■ **Task requirements**
Would you write out the records below exactly as given?

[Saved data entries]

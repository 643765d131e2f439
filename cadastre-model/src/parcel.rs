use std::fmt;
use std::ops::RangeInclusive;

use once_cell::sync::Lazy;
use regex::Regex;
#[cfg(feature = "serde")]
use serde::{Deserialize, Serialize};

use crate::error::{ModelError, Result};

static CADASTRAL_NUMBER_PATTERN: Lazy<Regex> = Lazy::new(|| {
    Regex::new(r"^[0-9]{2}:[0-9]{2}:[0-9]{6}:[0-9]{2}$")
        .expect("cadastral number pattern is a valid regex")
});

pub const LATITUDE_RANGE: RangeInclusive<f64> = -90.0..=90.0;
pub const LONGITUDE_RANGE: RangeInclusive<f64> = -180.0..=180.0;

/// Parcel identifier in the `NN:NN:NNNNNN:NN` format.
#[derive(Debug, Clone, PartialEq, Eq, Hash, PartialOrd, Ord)]
#[cfg_attr(
    feature = "serde",
    derive(Serialize, Deserialize),
    serde(try_from = "String", into = "String")
)]
pub struct CadastralNumber(String);

impl CadastralNumber {
    pub fn parse(raw: &str) -> Result<Self> {
        Self::try_from(raw.to_string())
    }

    pub fn as_str(&self) -> &str {
        &self.0
    }
}

impl fmt::Display for CadastralNumber {
    fn fmt(&self, f: &mut fmt::Formatter<'_>) -> fmt::Result {
        f.write_str(&self.0)
    }
}

impl TryFrom<String> for CadastralNumber {
    type Error = ModelError;

    fn try_from(value: String) -> Result<Self> {
        if CADASTRAL_NUMBER_PATTERN.is_match(&value) {
            Ok(Self(value))
        } else {
            Err(ModelError::InvalidCadastralNumber(value))
        }
    }
}

impl From<CadastralNumber> for String {
    fn from(value: CadastralNumber) -> Self {
        value.0
    }
}

impl AsRef<str> for CadastralNumber {
    fn as_ref(&self) -> &str {
        &self.0
    }
}

/// A latitude/longitude pair checked against the WGS84 ranges.
#[derive(Debug, Clone, Copy, PartialEq)]
#[cfg_attr(feature = "serde", derive(Serialize))]
pub struct Coordinates {
    latitude: f64,
    longitude: f64,
}

impl Coordinates {
    /// NaN fails both range checks, so non-finite input is rejected too.
    pub fn new(latitude: f64, longitude: f64) -> Result<Self> {
        if !LATITUDE_RANGE.contains(&latitude) {
            return Err(ModelError::LatitudeOutOfRange(latitude));
        }
        if !LONGITUDE_RANGE.contains(&longitude) {
            return Err(ModelError::LongitudeOutOfRange(longitude));
        }
        Ok(Self {
            latitude,
            longitude,
        })
    }

    pub fn latitude(&self) -> f64 {
        self.latitude
    }

    pub fn longitude(&self) -> f64 {
        self.longitude
    }
}

/// A validated land parcel, ready to be persisted.
#[derive(Debug, Clone, PartialEq)]
#[cfg_attr(feature = "serde", derive(Serialize))]
pub struct Parcel {
    pub cadastral_number: CadastralNumber,
    pub coordinates: Coordinates,
}

impl Parcel {
    pub fn new(
        cadastral_number: &str,
        latitude: f64,
        longitude: f64,
    ) -> Result<Self> {
        Ok(Self {
            cadastral_number: CadastralNumber::parse(cadastral_number)?,
            coordinates: Coordinates::new(latitude, longitude)?,
        })
    }

    pub fn latitude(&self) -> f64 {
        self.coordinates.latitude()
    }

    pub fn longitude(&self) -> f64 {
        self.coordinates.longitude()
    }
}

/// Body of `POST /calc/`.
///
/// Older clients send the misspelled `longtitude` key; both spellings are
/// accepted.
#[derive(Debug, Clone, PartialEq)]
#[cfg_attr(feature = "serde", derive(Serialize, Deserialize))]
pub struct CalcRequest {
    pub cadastral_number: String,
    pub latitude: f64,
    #[cfg_attr(feature = "serde", serde(alias = "longtitude"))]
    pub longitude: f64,
}

impl CalcRequest {
    pub fn validate(&self) -> Result<Parcel> {
        Parcel::try_from(self.clone())
    }
}

impl TryFrom<CalcRequest> for Parcel {
    type Error = ModelError;

    fn try_from(request: CalcRequest) -> Result<Self> {
        Ok(Self {
            cadastral_number: CadastralNumber::try_from(
                request.cadastral_number,
            )?,
            coordinates: Coordinates::new(request.latitude, request.longitude)?,
        })
    }
}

■ **Your response**
repository 643765d131e2f439
filename cadastre-model/src/parcel.rs
use std::fmt;
use std::ops::RangeInclusive;

use once_cell::sync::Lazy;
use regex::Regex;
#[cfg(feature = "serde")]
use serde::{Deserialize, Serialize};

use crate::error::{ModelError, Result};

static CADASTRAL_NUMBER_PATTERN: Lazy<Regex> = Lazy::new(|| {
    Regex::new(r"^[0-9]{2}:[0-9]{2}:[0-9]{6}:[0-9]{2}$")
        .expect("cadastral number pattern is a valid regex")
});

pub const LATITUDE_RANGE: RangeInclusive<f64> = -90.0..=90.0;
pub const LONGITUDE_RANGE: RangeInclusive<f64> = -180.0..=180.0;

/// Parcel identifier in the `NN:NN:NNNNNN:NN` format.
#[derive(Debug, Clone, PartialEq, Eq, Hash, PartialOrd, Ord)]
#[cfg_attr(
    feature = "serde",
    derive(Serialize, Deserialize),
    serde(try_from = "String", into = "String")
)]
pub struct CadastralNumber(String);

impl CadastralNumber {
    pub fn parse(raw: &str) -> Result<Self> {
        Self::try_from(raw.to_string())
    }

    pub fn as_str(&self) -> &str {
        &self.0
    }
}

impl fmt::Display for CadastralNumber {
    fn fmt(&self, f: &mut fmt::Formatter<'_>) -> fmt::Result {
        f.write_str(&self.0)
    }
}

impl TryFrom<String> for CadastralNumber {
    type Error = ModelError;

    fn try_from(value: String) -> Result<Self> {
        if CADASTRAL_NUMBER_PATTERN.is_match(&value) {
            Ok(Self(value))
        } else {
            Err(ModelError::InvalidCadastralNumber(value))
        }
    }
}

impl From<CadastralNumber> for String {
    fn from(value: CadastralNumber) -> Self {
        value.0
    }
}

impl AsRef<str> for CadastralNumber {
    fn as_ref(&self) -> &str {
        &self.0
    }
}

/// A latitude/longitude pair checked against the WGS84 ranges.
#[derive(Debug, Clone, Copy, PartialEq)]
#[cfg_attr(feature = "serde", derive(Serialize))]
pub struct Coordinates {
    latitude: f64,
    longitude: f64,
}

impl Coordinates {
    /// NaN fails both range checks, so non-finite input is rejected too.
    pub fn new(latitude: f64, longitude: f64) -> Result<Self> {
        if !LATITUDE_RANGE.contains(&latitude) {
            return Err(ModelError::LatitudeOutOfRange(latitude));
        }
        if !LONGITUDE_RANGE.contains(&longitude) {
            return Err(ModelError::LongitudeOutOfRange(longitude));
        }
        Ok(Self {
            latitude,
            longitude,
        })
    }

    pub fn latitude(&self) -> f64 {
        self.latitude
    }

    pub fn longitude(&self) -> f64 {
        self.longitude
    }
}

/// A validated land parcel, ready to be persisted.
#[derive(Debug, Clone, PartialEq)]
#[cfg_attr(feature = "serde", derive(Serialize))]
pub struct Parcel {
    pub cadastral_number: CadastralNumber,
    pub coordinates: Coordinates,
}

impl Parcel {
    pub fn new(
        cadastral_number: &str,
        latitude: f64,
        longitude: f64,
    ) -> Result<Self> {
        Ok(Self {
            cadastral_number: CadastralNumber::parse(cadastral_number)?,
            coordinates: Coordinates::new(latitude, longitude)?,
        })
    }

    pub fn latitude(&self) -> f64 {
        self.coordinates.latitude()
    }

    pub fn longitude(&self) -> f64 {
        self.coordinates.longitude()
    }
}

/// Body of `POST /calc/`.
///
/// Older clients send the misspelled `longtitude` key; both spellings are
/// accepted.
#[derive(Debug, Clone, PartialEq)]
#[cfg_attr(feature = "serde", derive(Serialize, Deserialize))]
pub struct CalcRequest {
    pub cadastral_number: String,
    pub latitude: f64,
    #[cfg_attr(feature = "serde", serde(alias = "longtitude"))]
    pub longitude: f64,
}

impl CalcRequest {
    pub fn validate(&self) -> Result<Parcel> {
        Parcel::try_from(self.clone())
    }
}

impl TryFrom<CalcRequest> for Parcel {
    type Error = ModelError;

    fn try_from(request: CalcRequest) -> Result<Self> {
        Ok(Self {
            cadastral_number: CadastralNumber::try_from(
                request.cadastral_number,
            )?,
            coordinates: Coordinates::new(request.latitude, request.longitude)?,
        })
    }
}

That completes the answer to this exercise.